- Hinu Town, il y a un an de cela...
Et il y a toutes ces couleurs. Et il y a tout ce bruit. Des visages passent au-dessus de toi. Et tu ne vois que ce qu'il y a au-dessus de toi. On traverse la rue, on traverse une cour. Et on arrive dans un bâtiment aux murs blancs. La lumière devient jaune pour toi. Les sons t'arrivent déformés. Et toi, tu ne peux plus bouger. Tu attendsla mort. Ta libération. L'odeur de désinfectant te prend à la gorge et tu te cabres sur le brancard. C'est insoutenable. Tes sens sont troublés, tu vois mal, tu entends mal et tu respires mal. Que c'est beau de mourir en de pareilles circonstances. Alors que tu suffoques, que tu cherches à demander de l'aide, une larme coule doucement sur ta joue. Tu ne sais pas toi-même pourquoi tu pleures. Peut-être parce que tu regrettes certains de tes actes, certains passages de ta vie. Un quart de siècle presque, ce n'est pas énorme !
Et tu repenses à la dernière personne que tu as croisée sur cette terre. Un ange. Peut-être fallait-il prendre ce prémice au sérieux. L'angoisse te noue la gorge. Cette même et terrible peur qui t'a enveloppée, onze ans de cela. Peur de mourir. Tu sens ce froid, cette encre noire, qui parcoure ton corps tout entier. Tu ne sens plus rien et tu ne peux que prier le bon Dieu pour qu'il te laisse la vie sauve.
Tu rassembles alors tes souvenirs et tu vois l'image de James, un sourire débile sur les lèvres, qui sautille, voltige et frappe ces monstres. Foutus scorpions. Il avait fallu que le venin soit encore plus terrible encore que ce que tu pensais. Maintenant, tu étais à l'hôpital d'un petit village côtier. Et tu ne savais pas si demain, tes yeux s'ouvriront pour voir ce grand ciel bleu. La faucheuse attend son heure dans l'ombre. Elle ricane et se frotte certainement les main d'avoir bientôt à couper les derniers fils qui te lient à la vie.
***
- -Doucement ! Faîtes très attention mademoiselle !

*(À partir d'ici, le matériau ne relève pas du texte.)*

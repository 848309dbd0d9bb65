pub mod camera;
pub mod cli;
pub mod frame;
pub mod math;
pub mod path;
pub mod renderer;
pub mod scenes;
pub mod types;

pub use scenes::{create_flythrough_scene, create_ring_scene};
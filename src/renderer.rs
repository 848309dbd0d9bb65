use glam::{Mat4, Vec3};
use std::sync::Arc;
use wgpu::util::DeviceExt;
use winit::window::Window;

use crate::camera::{FlightCamera, Z_FAR};
use crate::scenes::SceneConfig;
use crate::types::{Instance, LightUniform, LightsUniform, Vertex, CUBE_VERTICES};

pub const SHADOW_MAP_SIZE: u32 = 2048;
const DEPTH_FORMAT: wgpu::TextureFormat = wgpu::TextureFormat::Depth32Float;
const LIGHT_MARKER_SCALE: f32 = 0.5;

type Result<T> = std::result::Result<T, Box<dyn std::error::Error>>;

/// Forward renderer for the cube field: a depth-only shadow pass from the
/// first light, a lit pass with comparison-sampled shadows, emissive light
/// markers, and an egui overlay.
pub struct SceneRenderer {
    device: wgpu::Device,
    queue: wgpu::Queue,
    surface: wgpu::Surface<'static>,
    surface_config: wgpu::SurfaceConfiguration,
    size: winit::dpi::PhysicalSize<u32>,
    depth_view: wgpu::TextureView,
    shadow_view: wgpu::TextureView,
    cube_vertex_buffer: wgpu::Buffer,
    instance_buffer: wgpu::Buffer,
    num_instances: u32,
    marker_buffer: wgpu::Buffer,
    num_markers: u32,
    camera_buffer: wgpu::Buffer,
    shadow_pipeline: wgpu::RenderPipeline,
    shadow_bind_group: wgpu::BindGroup,
    lit_pipeline: wgpu::RenderPipeline,
    marker_pipeline: wgpu::RenderPipeline,
    scene_bind_group: wgpu::BindGroup,
    egui_renderer: egui_wgpu::Renderer,
    egui_state: egui_winit::State,
    egui_ctx: egui::Context,
    ui_enabled: bool,
}
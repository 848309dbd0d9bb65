use glam::Vec3;
use std::f32::consts::TAU;

use super::{CubeConfig, LightConfig, SceneConfig};
use crate::path::{PathConfig, TangentParams, DEFAULT_REFERENCE_FORWARD};

const PALETTE: [[f32; 3]; 5] = [
    [0.9, 0.35, 0.3],
    [0.95, 0.7, 0.25],
    [0.4, 0.75, 0.45],
    [0.3, 0.55, 0.9],
    [0.65, 0.4, 0.85],
];

/// Procedural variant: two concentric rings of cubes with the camera
/// circling between them, always looking across the center.
pub fn create_ring_scene() -> SceneConfig {
    let mut cubes = Vec::new();

    for (ring, (radius, height, count)) in
        [(6.0, 0.0, 12), (10.0, 1.5, 16)].into_iter().enumerate()
    {
        for i in 0..count {
            let angle = i as f32 / count as f32 * TAU;
            let bob = (angle * 3.0).sin() * 0.8;
            cubes.push(CubeConfig {
                position: Vec3::new(angle.cos() * radius, height + bob, angle.sin() * radius),
                scale: 1.0 - ring as f32 * 0.3,
                color: PALETTE[(i + ring) % PALETTE.len()],
            });
        }
    }

    let path_radius = 8.0;
    let path_count = 12;
    let mut waypoints = Vec::with_capacity(path_count);
    let mut look_dirs = Vec::with_capacity(path_count);

    for i in 0..path_count {
        let angle = i as f32 / path_count as f32 * TAU;
        let pos = Vec3::new(
            angle.cos() * path_radius,
            2.0 + (angle * 2.0).sin(),
            angle.sin() * path_radius,
        );
        waypoints.push(pos);
        // look through the middle of the ring
        look_dirs.push(Vec3::new(0.0, 0.5, 0.0) - pos);
    }

    SceneConfig {
        cubes,
        path: PathConfig {
            waypoints,
            look_dirs,
            step: 0.004,
            reference_forward: DEFAULT_REFERENCE_FORWARD,
            tangent_params: TangentParams::NEUTRAL,
        },
        lights: vec![
            LightConfig {
                position: Vec3::new(0.0, 8.0, 0.0),
                color: Vec3::ONE,
            },
            LightConfig {
                position: Vec3::new(12.0, 4.0, -12.0),
                color: Vec3::new(0.4, 0.45, 0.6),
            },
        ],
    }
}
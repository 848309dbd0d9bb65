use glam::{Quat, Vec3};
use serde::{Deserialize, Serialize};

use super::PathError;
use crate::path::tangent::TangentParams;

/// Forward axis look directions are measured against when no other is
/// configured. Matches the -Z camera convention of the view transform.
pub const DEFAULT_REFERENCE_FORWARD: Vec3 = Vec3::new(0.0, 0.0, -1.0);

const MIN_WAYPOINTS: usize = 4;

/// Serializable description of a camera path, as it appears in scene files.
#[derive(Debug, Clone, Serialize, Deserialize)]
pub struct PathConfig {
    pub waypoints: Vec<Vec3>,
    pub look_dirs: Vec<Vec3>,
    /// Parameter advance per tick.
    pub step: f32,
    #[serde(default = "default_reference_forward")]
    pub reference_forward: Vec3,
    #[serde(default)]
    pub tangent_params: TangentParams,
}

fn default_reference_forward() -> Vec3 {
    DEFAULT_REFERENCE_FORWARD
}

/// Validated, immutable waypoint store. Positions and look directions come in
/// pairs; look directions are converted to orientation quaternions once, at
/// construction. The sequence is cyclic: neighbor lookups wrap.
#[derive(Debug, Clone)]
pub struct CameraPath {
    waypoints: Vec<Vec3>,
    orientations: Vec<Quat>,
    reference_forward: Vec3,
}

impl CameraPath {
    /// Builds a path from waypoint positions and per-waypoint look
    /// directions. Rejects mismatched lengths, paths shorter than the
    /// 4-point neighborhood needed for tangents, and zero-length vectors.
    /// No partial state is produced on failure.
    pub fn new(
        waypoints: Vec<Vec3>,
        look_dirs: Vec<Vec3>,
        reference_forward: Vec3,
    ) -> Result<Self, PathError> {
        if waypoints.len() != look_dirs.len() {
            return Err(PathError::LengthMismatch {
                waypoints: waypoints.len(),
                look_dirs: look_dirs.len(),
            });
        }
        if waypoints.len() < MIN_WAYPOINTS {
            return Err(PathError::TooFewWaypoints {
                count: waypoints.len(),
            });
        }
        if reference_forward.length_squared() == 0.0 {
            return Err(PathError::ZeroReferenceForward);
        }
        if let Some(index) = look_dirs.iter().position(|d| d.length_squared() == 0.0) {
            return Err(PathError::ZeroLookDirection { index });
        }

        let forward = reference_forward.normalize();
        let orientations = look_dirs
            .iter()
            .map(|dir| Quat::from_rotation_arc(forward, dir.normalize()))
            .collect();

        Ok(Self {
            waypoints,
            orientations,
            reference_forward: forward,
        })
    }

    pub fn from_config(config: &PathConfig) -> Result<Self, PathError> {
        Self::new(
            config.waypoints.clone(),
            config.look_dirs.clone(),
            config.reference_forward,
        )
    }

    /// Number of waypoints, which is also the number of segments: the path
    /// is fully cyclic, so the last waypoint connects back to the first.
    pub fn len(&self) -> usize {
        self.waypoints.len()
    }

    pub fn is_empty(&self) -> bool {
        self.waypoints.is_empty()
    }

    pub fn reference_forward(&self) -> Vec3 {
        self.reference_forward
    }

    pub fn waypoint(&self, index: usize) -> Vec3 {
        self.waypoints[self.wrap(index as isize)]
    }

    pub fn orientation(&self, index: usize) -> Quat {
        self.orientations[self.wrap(index as isize)]
    }

    /// The four consecutive waypoints around segment `segment` -> `segment+1`:
    /// predecessor, segment start, segment end, successor.
    pub fn segment_points(&self, segment: usize) -> [Vec3; 4] {
        let s = segment as isize;
        [
            self.waypoints[self.wrap(s - 1)],
            self.waypoints[self.wrap(s)],
            self.waypoints[self.wrap(s + 1)],
            self.waypoints[self.wrap(s + 2)],
        ]
    }

    /// The orientation quaternions at the same four indices.
    pub fn segment_orientations(&self, segment: usize) -> [Quat; 4] {
        let s = segment as isize;
        [
            self.orientations[self.wrap(s - 1)],
            self.orientations[self.wrap(s)],
            self.orientations[self.wrap(s + 1)],
            self.orientations[self.wrap(s + 2)],
        ]
    }

    /// Circular index: any offset, including negative ones, resolves to a
    /// valid waypoint.
    fn wrap(&self, index: isize) -> usize {
        index.rem_euclid(self.waypoints.len() as isize) as usize
    }
}

#[cfg(test)]
mod tests {
    use super::*;

    fn square_path() -> CameraPath {
        CameraPath::new(
            vec![
                Vec3::new(0.0, 0.0, 0.0),
                Vec3::new(1.0, 0.0, 0.0),
                Vec3::new(1.0, 0.0, 1.0),
                Vec3::new(0.0, 0.0, 1.0),
            ],
            vec![Vec3::Z; 4],
            DEFAULT_REFERENCE_FORWARD,
        )
        .unwrap()
    }

    #[test]
    fn rejects_length_mismatch() {
        let err = CameraPath::new(
            vec![Vec3::ZERO; 4],
            vec![Vec3::Z; 3],
            DEFAULT_REFERENCE_FORWARD,
        )
        .unwrap_err();
        assert_eq!(
            err,
            PathError::LengthMismatch {
                waypoints: 4,
                look_dirs: 3
            }
        );
    }

    #[test]
    fn rejects_short_paths() {
        let err = CameraPath::new(
            vec![Vec3::ZERO; 3],
            vec![Vec3::Z; 3],
            DEFAULT_REFERENCE_FORWARD,
        )
        .unwrap_err();
        assert_eq!(err, PathError::TooFewWaypoints { count: 3 });
    }

    #[test]
    fn rejects_zero_look_direction() {
        let mut dirs = vec![Vec3::Z; 4];
        dirs[2] = Vec3::ZERO;
        let err = CameraPath::new(vec![Vec3::ZERO; 4], dirs, DEFAULT_REFERENCE_FORWARD)
            .unwrap_err();
        assert_eq!(err, PathError::ZeroLookDirection { index: 2 });
    }

    #[test]
    fn rejects_zero_reference_forward() {
        let err =
            CameraPath::new(vec![Vec3::ZERO; 4], vec![Vec3::Z; 4], Vec3::ZERO).unwrap_err();
        assert_eq!(err, PathError::ZeroReferenceForward);
    }

    #[test]
    fn orientations_rotate_forward_onto_look_dirs() {
        let look_dirs = vec![
            Vec3::new(0.0, 0.0, 1.0),
            Vec3::new(1.0, 0.0, 1.0),
            Vec3::new(-1.0, 0.0, 0.0),
            Vec3::new(0.3, 0.0, 1.0),
        ];
        let path = CameraPath::new(
            vec![Vec3::ZERO; 4],
            look_dirs.clone(),
            DEFAULT_REFERENCE_FORWARD,
        )
        .unwrap();

        for (i, dir) in look_dirs.iter().enumerate() {
            let rotated = path.orientation(i) * DEFAULT_REFERENCE_FORWARD;
            assert!(rotated.distance(dir.normalize()) < 1e-5);
        }
    }

    #[test]
    fn neighbor_lookup_wraps_at_the_seam() {
        let path = square_path();

        // Segment 3 runs from the last waypoint back to the first.
        let [p0, p1, p2, p3] = path.segment_points(3);
        assert_eq!(p0, Vec3::new(1.0, 0.0, 1.0));
        assert_eq!(p1, Vec3::new(0.0, 0.0, 1.0));
        assert_eq!(p2, Vec3::new(0.0, 0.0, 0.0));
        assert_eq!(p3, Vec3::new(1.0, 0.0, 0.0));

        // Segment 0 reaches backwards across the seam for its predecessor.
        let [p0, ..] = path.segment_points(0);
        assert_eq!(p0, Vec3::new(0.0, 0.0, 1.0));
    }
}
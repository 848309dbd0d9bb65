use thiserror::Error;

/// Construction-time validation failures. The per-tick path is error-free by
/// construction once a [`crate::path::CameraPath`] exists.
#[derive(Debug, Error, PartialEq, Eq)]
pub enum PathError {
    #[error("waypoint and look-direction counts differ ({waypoints} vs {look_dirs})")]
    LengthMismatch { waypoints: usize, look_dirs: usize },

    #[error("camera path needs at least 4 waypoints, got {count}")]
    TooFewWaypoints { count: usize },

    #[error("look direction at waypoint {index} has zero length")]
    ZeroLookDirection { index: usize },

    #[error("reference forward vector has zero length")]
    ZeroReferenceForward,
}
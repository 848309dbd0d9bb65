use glam::Vec3;
use serde::{Deserialize, Serialize};

/// Kochanek-Bartels shape parameters. Tension stiffens or loosens the curve,
/// bias skews it toward the predecessor or successor, continuity trades
/// derivative matching at shared points for corner sharpness. All zero is
/// the Catmull-Rom case.
#[derive(Debug, Clone, Copy, Default, PartialEq, Serialize, Deserialize)]
pub struct TangentParams {
    #[serde(default)]
    pub tension: f32,
    #[serde(default)]
    pub bias: f32,
    #[serde(default)]
    pub continuity: f32,
}

impl TangentParams {
    pub const NEUTRAL: Self = Self {
        tension: 0.0,
        bias: 0.0,
        continuity: 0.0,
    };
}

/// Endpoint tangents for the segment p1 -> p2, with p0 the predecessor and
/// p3 the successor waypoint. Pure function of its inputs; recomputed per
/// tick, never stored.
pub fn tangents(params: TangentParams, p0: Vec3, p1: Vec3, p2: Vec3, p3: Vec3) -> (Vec3, Vec3) {
    let TangentParams {
        tension: t,
        bias: b,
        continuity: c,
    } = params;

    let coef1 = ((1.0 - t) * (1.0 + b) * (1.0 + c)) / 2.0;
    let coef2 = ((1.0 - t) * (1.0 - b) * (1.0 - c)) / 2.0;
    let coef3 = ((1.0 - t) * (1.0 + b) * (1.0 - c)) / 2.0;
    let coef4 = ((1.0 - t) * (1.0 - b) * (1.0 + c)) / 2.0;

    let tang1 = coef1 * (p1 - p0) + coef2 * (p2 - p1);
    let tang2 = coef3 * (p2 - p1) + coef4 * (p3 - p2);

    (tang1, tang2)
}
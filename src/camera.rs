use glam::{Mat4, Vec3};

use crate::path::{CameraPath, PathDriver, PathSample, TangentParams};
use crate::types::CameraUniform;

pub const DEFAULT_FOV_Y: f32 = std::f32::consts::FRAC_PI_4;
pub const Z_NEAR: f32 = 0.1;
pub const Z_FAR: f32 = 100.0;

/// Camera that flies along a path. Owns the path driver; `update` advances
/// it one tick per frame, everything else reads the latest sample.
pub struct FlightCamera {
    driver: PathDriver,
    step: f32,
    sample: PathSample,
}

impl FlightCamera {
    pub fn new(path: CameraPath, params: TangentParams, step: f32) -> Self {
        let driver = PathDriver::with_params(path, params);
        let sample = driver.current();
        Self {
            driver,
            step,
            sample,
        }
    }

    /// Advance along the path by one tick.
    pub fn update(&mut self) {
        self.sample = self.driver.tick(self.step);
    }

    /// Restart the flight from the first segment.
    pub fn reset(&mut self) {
        self.driver.reset();
        self.sample = self.driver.current();
    }

    pub fn position(&self) -> Vec3 {
        self.sample.position
    }

    pub fn forward(&self) -> Vec3 {
        (self.sample.orientation * self.driver.path().reference_forward()).normalize()
    }

    pub fn up(&self) -> Vec3 {
        Vec3::Y
    }

    pub fn segment(&self) -> usize {
        self.driver.segment()
    }

    pub fn t(&self) -> f32 {
        self.driver.t()
    }

    /// Standard look-at view transform from the current sample: eye at the
    /// interpolated position, looking along the rotated reference forward.
    pub fn view_matrix(&self) -> Mat4 {
        let eye = self.position();
        Mat4::look_at_rh(eye, eye + self.forward(), self.up())
    }

    pub fn to_uniform(&self, aspect: f32) -> CameraUniform {
        let proj = Mat4::perspective_rh(DEFAULT_FOV_Y, aspect, Z_NEAR, Z_FAR);
        CameraUniform::new(proj * self.view_matrix(), self.position())
    }
}

#[cfg(test)]
mod tests {
    use super::*;
    use crate::path::DEFAULT_REFERENCE_FORWARD;

    fn camera() -> FlightCamera {
        let path = CameraPath::new(
            vec![
                Vec3::new(0.0, 0.0, 0.0),
                Vec3::new(1.0, 0.0, 0.0),
                Vec3::new(2.0, 0.0, 0.0),
                Vec3::new(3.0, 0.0, 0.0),
            ],
            vec![Vec3::Z; 4],
            DEFAULT_REFERENCE_FORWARD,
        )
        .unwrap();
        FlightCamera::new(path, TangentParams::NEUTRAL, 0.25)
    }

    #[test]
    fn forward_follows_the_look_direction() {
        let cam = camera();
        assert!(cam.forward().distance(Vec3::Z) < 1e-5);
    }

    #[test]
    fn update_advances_the_driver() {
        let mut cam = camera();
        let start = cam.position();
        cam.update();
        assert!(cam.position().distance(start) > 0.0);
        assert!((cam.t() - 0.25).abs() < 1e-6);
    }

    #[test]
    fn view_matrix_places_the_eye_at_the_sample() {
        let mut cam = camera();
        cam.update();
        let view = cam.view_matrix();
        // The view transform maps the eye position to the origin.
        let eye = view.transform_point3(cam.position());
        assert!(eye.length() < 1e-5);
    }

    #[test]
    fn reset_returns_to_the_first_waypoint() {
        let mut cam = camera();
        for _ in 0..7 {
            cam.update();
        }
        cam.reset();
        assert_eq!(cam.segment(), 0);
        assert_eq!(cam.t(), 0.0);
        assert!(cam.position().distance(Vec3::ZERO) < 1e-6);
    }
}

Ahah. Comme si j'allais tenter le diable aujourd'hui. Il fallait être franchement suicidaire. Moi, je n'avais plus ces pulsions macabres. Depuis qu'un scorpion avait bien failli avoir ma peau, merci bien ! Je posais un pied sur le sol de pierre. Je savourais cet instant avec délice. Un an. Trois-cent soixante-cinq jours exactement pour se remettre du venin. Un temps qui m'avait paru terriblement court. Je devais « planer » comme on dit. Un petit réveil, complètement amorphe, la langue pâteuse et incapable d'articuler quoi que ce soit, avant de retomber dans un sommeil de plomb. J'en garde très peu de souvenirs. Heureusement. Un séjour dans un hôpital. Savoir ce que les médecins avaient fait pour me garder en vie durant cette durée qui avait dû leur paraître interminable ?... Non. Très peu pour moi. Je n'y connais rien en soins. C'est plutôt moi qu'on soigne. Vous me traiteriez de menteuse, si je vous listais le nombre d'histoires complètement folles dans lesquelles je m'étais retrouvée par « pur hasard »... Je précise, hein. Parce qu'il y a des petits malins qui ne vont jamais me croire.
Je ne sais pas ce qu'ils ont fait de mes affaires. A vrai dire, ce n'est pas ma première priorité. Je suis occupée à faire bouger mes doigts et observer avec délice qu'ils fonctionnent parfaitement. C'est stupide à vos yeux ? Retrouvez-vous paralysé alors que vous êtes en train de passer les portes de la ville. Vous verrez si voir avec émerveillement votre pouce se lever et se baisser paraît toujours aussi bête.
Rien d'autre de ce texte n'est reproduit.